On behalf of the respondent, it was submitted that the tribunal case was set down for hearing on 30th April 2012 and therefore the same could only be terminated by consent of the parties or an order of the court upon an application by the claimant under the provision of Order 25 Rule 2 of Civil Procedure Rules. It was submitted that it was an abuse of the court process for the appellant to seek to prosecute parallel suits in two different forums.
It was further submitted that the cause of action arose out of a tenant Landlord relationship and therefore the appellant's argument that he was paying rent of Kshs.6000/= beyond the tribunal sum of Kshs.2500/= had no legal basis and that the act of the appellant filing the claim originally with the tribunal is a clear indication that he truly knew where his recourse lies.

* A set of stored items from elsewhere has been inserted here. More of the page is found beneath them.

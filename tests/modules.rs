// Module system tests: scripts importing and loading sibling files.

use easyscript::error::{ErrorKind, ScriptError};
use easyscript::{execute, run_file, Environment, Evaluator};
use pretty_assertions::assert_eq;
use std::cell::RefCell;
use std::fs;
use std::path::{Path, PathBuf};
use std::rc::Rc;
use tempfile::TempDir;

fn write(dir: &Path, name: &str, contents: &str) -> PathBuf {
    let path = dir.join(name);
    if let Some(parent) = path.parent() {
        fs::create_dir_all(parent).expect("create module directory");
    }
    fs::write(&path, contents).expect("write module file");
    path
}

/// Runs `main` as `main.es` inside `dir`, returning what it printed.
fn run_main(dir: &TempDir, main: &str) -> Result<String, ScriptError> {
    let path = write(dir.path(), "main.es", main);
    let sink = Rc::new(RefCell::new(Vec::<u8>::new()));
    let mut evaluator = Evaluator::with_output(sink.clone())
        .with_script_path(path.canonicalize().expect("canonical script path"));
    let mut env = Environment::new();

    let result = execute(main, &mut evaluator, &mut env);
    let output = String::from_utf8(sink.borrow().clone()).expect("output is utf-8");
    result.map(|()| output)
}

fn main_error(dir: &TempDir, main: &str) -> ScriptError {
    match run_main(dir, main) {
        Ok(output) => panic!("script succeeded with output {:?}", output),
        Err(error) => error,
    }
}

const DOUBLER: &str = r#"
f helper(x)
  return x * 2
endf
share(helper)
"#;

#[test]
fn selective_import_of_shared_function() {
    let dir = tempfile::tempdir().unwrap();
    write(dir.path(), "lib.es", DOUBLER);

    let output = run_main(&dir, "from \"lib.es\" use { helper }\nprint(helper(21))").unwrap();
    assert_eq!(output, "42\n");
}

#[test]
fn unshared_function_cannot_be_imported() {
    let dir = tempfile::tempdir().unwrap();
    write(dir.path(), "lib.es", "f helper(x)\n  return x\nendf\n");

    let error = main_error(&dir, "from \"lib.es\" use { helper }");
    assert_eq!(error.kind, ErrorKind::ModuleError);
    assert_eq!(
        error.message,
        "Item 'helper' not found or not shared in module 'lib.es'"
    );
}

#[test]
fn selective_import_of_variables() {
    let dir = tempfile::tempdir().unwrap();
    write(dir.path(), "lib.es", "greeting = \"hi\"\n");

    let output = run_main(&dir, "from \"lib.es\" use { greeting }\nprint(greeting)").unwrap();
    assert_eq!(output, "hi\n");
}

#[test]
fn wildcard_import_brings_variables_and_shared_functions() {
    let dir = tempfile::tempdir().unwrap();
    write(
        dir.path(),
        "lib.es",
        r#"
a = 1
b = 2
f sum()
  return a + b
endf
f hidden()
  return 0
endf
share(sum)
"#,
    );

    let output = run_main(&dir, "from \"lib.es\" use *\nprint(a + b)\nprint(sum())").unwrap();
    assert_eq!(output, "3\n3\n");

    let error = main_error(&dir, "from \"lib.es\" use *\nx = hidden()");
    assert_eq!(error.message, "Function 'hidden' is not defined");
}

#[test]
fn imports_run_before_other_statements() {
    let dir = tempfile::tempdir().unwrap();
    write(dir.path(), "lib.es", "value = 10\n");

    let output = run_main(&dir, "print(value)\nfrom \"lib.es\" use { value }").unwrap();
    assert_eq!(output, "10\n");
}

#[test]
fn imported_functions_keep_their_module_scope() {
    let dir = tempfile::tempdir().unwrap();
    write(
        dir.path(),
        "lib.es",
        r#"
base = 100
f offset(x)
  return x + base
endf
f api(x)
  return offset(x)
endf
share(api)
"#,
    );

    let output = run_main(&dir, "from \"lib.es\" use { api }\nprint(api(1))").unwrap();
    assert_eq!(output, "101\n");
}

#[test]
fn module_paths_resolve_relative_to_the_importer() {
    let dir = tempfile::tempdir().unwrap();
    write(
        dir.path(),
        "lib/helpers.es",
        "f double(x)\n  return x * 2\nendf\nshare(double)\n",
    );
    write(
        dir.path(),
        "lib/util.es",
        "from \"helpers.es\" use { double }\nf twice(x)\n  return double(x)\nendf\nshare(twice)\n",
    );

    let output = run_main(&dir, "from \"lib/util.es\" use { twice }\nprint(twice(4))").unwrap();
    assert_eq!(output, "8\n");
}

#[test]
fn module_output_goes_to_the_same_sink() {
    let dir = tempfile::tempdir().unwrap();
    write(dir.path(), "lib.es", "print(\"loading lib\")\n");

    let output = run_main(&dir, "from \"lib.es\" use *\nprint(\"main\")").unwrap();
    assert_eq!(output, "loading lib\nmain\n");
}

#[test]
fn load_binds_shared_items_under_an_alias() {
    let dir = tempfile::tempdir().unwrap();
    write(
        dir.path(),
        "lib.es",
        r#"
version = "1.0"
secret = "hidden"
f shout(s)
  return s.uppercase()
endf
class Greeter
  f greet()
    return "hello"
  endf
endclass
share(version, shout, Greeter)
"#,
    );

    let main = r#"
load "lib.es" as lib
print(lib.version)
print(lib.shout("hey"))
g = new lib.Greeter()
print(g.greet())
print(lib.containsKey("secret"))
"#;
    assert_eq!(run_main(&dir, main).unwrap(), "1.0\nHEY\nhello\nFalse\n");
}

#[test]
fn sharing_an_unknown_name_fails_the_import() {
    let dir = tempfile::tempdir().unwrap();
    write(dir.path(), "lib.es", "share(nothing)\n");

    let error = main_error(&dir, "from \"lib.es\" use *");
    assert_eq!(error.kind, ErrorKind::ModuleError);
    assert_eq!(
        error.message,
        "Error importing from 'lib.es': lib.es:1:1: Cannot share 'nothing': item not found"
    );
}

#[test]
fn errors_inside_modules_carry_their_position() {
    let dir = tempfile::tempdir().unwrap();
    write(dir.path(), "lib.es", "x = 1 / 0\n");

    let error = main_error(&dir, "load \"lib.es\" as lib");
    assert_eq!(error.kind, ErrorKind::ModuleError);
    assert_eq!(
        error.message,
        "Error loading file 'lib.es': lib.es:1:5: Uh-oh! You tried to divide by zero. That's not possible."
    );
    assert_eq!((error.span.line, error.span.column), (1, 1));
}

#[test]
fn missing_module_is_reported() {
    let dir = tempfile::tempdir().unwrap();

    let error = main_error(&dir, "from \"missing.es\" use *");
    assert_eq!(error.kind, ErrorKind::ModuleError);
    assert!(error.message.starts_with("Error importing from 'missing.es': File '"));
    assert!(error.message.ends_with("' not found"));
}

#[test]
fn cyclic_imports_are_rejected() {
    let dir = tempfile::tempdir().unwrap();
    write(dir.path(), "a.es", "from \"main.es\" use *\n");

    let error = main_error(&dir, "from \"a.es\" use *");
    assert_eq!(error.kind, ErrorKind::ModuleError);
    assert!(
        error.message.contains("Cyclic import of 'main.es'"),
        "{}",
        error.message
    );
}

#[test]
fn run_file_reports_missing_scripts() {
    let dir = tempfile::tempdir().unwrap();
    assert!(!run_file(&dir.path().join("nope.es"), false));
}

#[test]
fn run_file_executes_a_script_from_disk() {
    let dir = tempfile::tempdir().unwrap();
    write(dir.path(), "lib.es", DOUBLER);
    let main = write(
        dir.path(),
        "main.es",
        "from \"lib.es\" use { helper }\nx = helper(2)\n",
    );

    assert!(run_file(&main, false));
}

From the pleadings, proceedings and submissions, there is only one issue for determination that is whether the trial court had jurisdiction to determine the issue in dispute or whether it was the Rent Restriction Tribunal which had jurisdiction.
It is not disputed from the pleadings that the appellant was paying a monthly rent of Kshs.6000/=. What is disputed is whether it was inclusive or exclusive of water and electricity.
Section 2 (1) of Cap 296 Rent Restriction Act provides as follows:-
This Act shall apply to all dwelling houses, other than;
excepted dwelling houses;
dwelling houses not on service tenancies;
dwelling houses which have a standard rent exceeding two thousand five hundred shillings per month, furnished or unfurnished.
It is therefore clear that the dispute herein was outside the jurisdiction of Rent Restriction Tribunal and whether or not the appellant had filed a claim at the Tribunal could not confirm jurisdiction upon the tribunal or take away the jurisdiction of the Senior Principal Magistrate to determine the matter since it was within its monetary jurisdiction.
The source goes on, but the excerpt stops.